Data supplied section start

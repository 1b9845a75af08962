//! Vendor entity model
//!
//! Tenant-scoped BPO vendors. Ingestion resolves the optional `vendor_code` of an
//! interaction against this table.

use sea_orm::ActiveModelBehavior;
use sea_orm::entity::prelude::*;
use sea_orm::prelude::DateTimeWithTimeZone;

#[derive(Clone, Debug, PartialEq, Eq, DeriveEntityModel)]
#[sea_orm(table_name = "vendors")]
pub struct Model {
    #[sea_orm(primary_key, auto_increment = false)]
    pub id: Uuid,

    pub tenant_id: Uuid,

    /// Natural key, unique per tenant
    pub code: String,

    pub name: String,

    pub is_active: bool,

    pub created_at: DateTimeWithTimeZone,

    pub updated_at: DateTimeWithTimeZone,
}

#[derive(Copy, Clone, Debug, EnumIter, DeriveRelation)]
pub enum Relation {}

impl ActiveModelBehavior for ActiveModel {}
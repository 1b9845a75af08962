//! Database migrations for the Attribution Engine.
//!
//! This module contains all database migrations using SeaORM Migration.

pub use sea_orm_migration::prelude::*;

mod m2025_01_01_000001_create_reference_data;
mod m2025_01_01_000002_create_customers;
mod m2025_01_01_000003_create_interactions;
mod m2025_01_01_000004_create_conversion_events;
mod m2025_01_01_000005_create_attribution_runs;

pub struct Migrator;

#[async_trait::async_trait]
impl MigratorTrait for Migrator {
    fn migrations() -> Vec<Box<dyn MigrationTrait>> {
        vec![
            Box::new(m2025_01_01_000001_create_reference_data::Migration),
            Box::new(m2025_01_01_000002_create_customers::Migration),
            Box::new(m2025_01_01_000003_create_interactions::Migration),
            Box::new(m2025_01_01_000004_create_conversion_events::Migration),
            Box::new(m2025_01_01_000005_create_attribution_runs::Migration),
        ]
    }
}
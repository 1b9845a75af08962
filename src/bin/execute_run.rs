use anyhow::{Context, Result};
use attribution_engine::{
    config::ConfigLoader, db, engine::RunController, repositories::ReferenceDataRepository,
    seeds, telemetry::init_tracing,
};
use clap::Parser;
use tokio_util::sync::CancellationToken;
use uuid::Uuid;

/// Executes one attribution run synchronously and prints its outcome as JSON.
#[derive(Debug, Parser)]
#[command(name = "execute-run", version)]
struct Args {
    /// Tenant that owns the run
    #[arg(long)]
    tenant_id: Uuid,

    /// Run to execute
    #[arg(long)]
    run_id: Uuid,
}

#[tokio::main]
async fn main() -> Result<()> {
    let args = Args::parse();

    let loader = ConfigLoader::new();
    let config = loader.load().context("loading configuration")?;
    init_tracing(&config).context("initializing tracing")?;

    let db = db::init_pool(&config)
        .await
        .context("initializing database connection pool")?;
    db::run_migrations(&db).await?;
    seeds::seed_reference_data(&db)
        .await
        .context("seeding reference data")?;

    let controller = RunController::new(
        db.clone(),
        ReferenceDataRepository::new(db),
        config.run_executor.clone(),
    );

    let cancel = CancellationToken::new();
    let on_signal = cancel.clone();
    tokio::spawn(async move {
        if tokio::signal::ctrl_c().await.is_ok() {
            on_signal.cancel();
        }
    });

    let outcome = controller
        .execute_run(args.tenant_id, args.run_id, cancel)
        .await
        .with_context(|| format!("executing attribution run {}", args.run_id))?;

    println!(
        "{}",
        serde_json::to_string_pretty(&outcome).context("serializing run outcome")?
    );
    Ok(())
}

Data supplied section end

Task to complete —
All that is wanted is the stretch of lines above from the one containing "the Attribution Engine." through the one containing "let args = Args::parse();", duplicated exactly.

Written solution —
//! Database migrations for the Attribution Engine.
//!
//! This module contains all database migrations using SeaORM Migration.

pub use sea_orm_migration::prelude::*;

mod m2025_01_01_000001_create_reference_data;
mod m2025_01_01_000002_create_customers;
mod m2025_01_01_000003_create_interactions;
mod m2025_01_01_000004_create_conversion_events;
mod m2025_01_01_000005_create_attribution_runs;

pub struct Migrator;

#[async_trait::async_trait]
impl MigratorTrait for Migrator {
    fn migrations() -> Vec<Box<dyn MigrationTrait>> {
        vec![
            Box::new(m2025_01_01_000001_create_reference_data::Migration),
            Box::new(m2025_01_01_000002_create_customers::Migration),
            Box::new(m2025_01_01_000003_create_interactions::Migration),
            Box::new(m2025_01_01_000004_create_conversion_events::Migration),
            Box::new(m2025_01_01_000005_create_attribution_runs::Migration),
        ]
    }
}
repository 1b9845a75af08962
filename src/bin/execute_run.rs
use anyhow::{Context, Result};
use attribution_engine::{
    config::ConfigLoader, db, engine::RunController, repositories::ReferenceDataRepository,
    seeds, telemetry::init_tracing,
};
use clap::Parser;
use tokio_util::sync::CancellationToken;
use uuid::Uuid;

/// Executes one attribution run synchronously and prints its outcome as JSON.
#[derive(Debug, Parser)]
#[command(name = "execute-run", version)]
struct Args {
    /// Tenant that owns the run
    #[arg(long)]
    tenant_id: Uuid,

    /// Run to execute
    #[arg(long)]
    run_id: Uuid,
}

#[tokio::main]
async fn main() -> Result<()> {
    let args = Args::parse();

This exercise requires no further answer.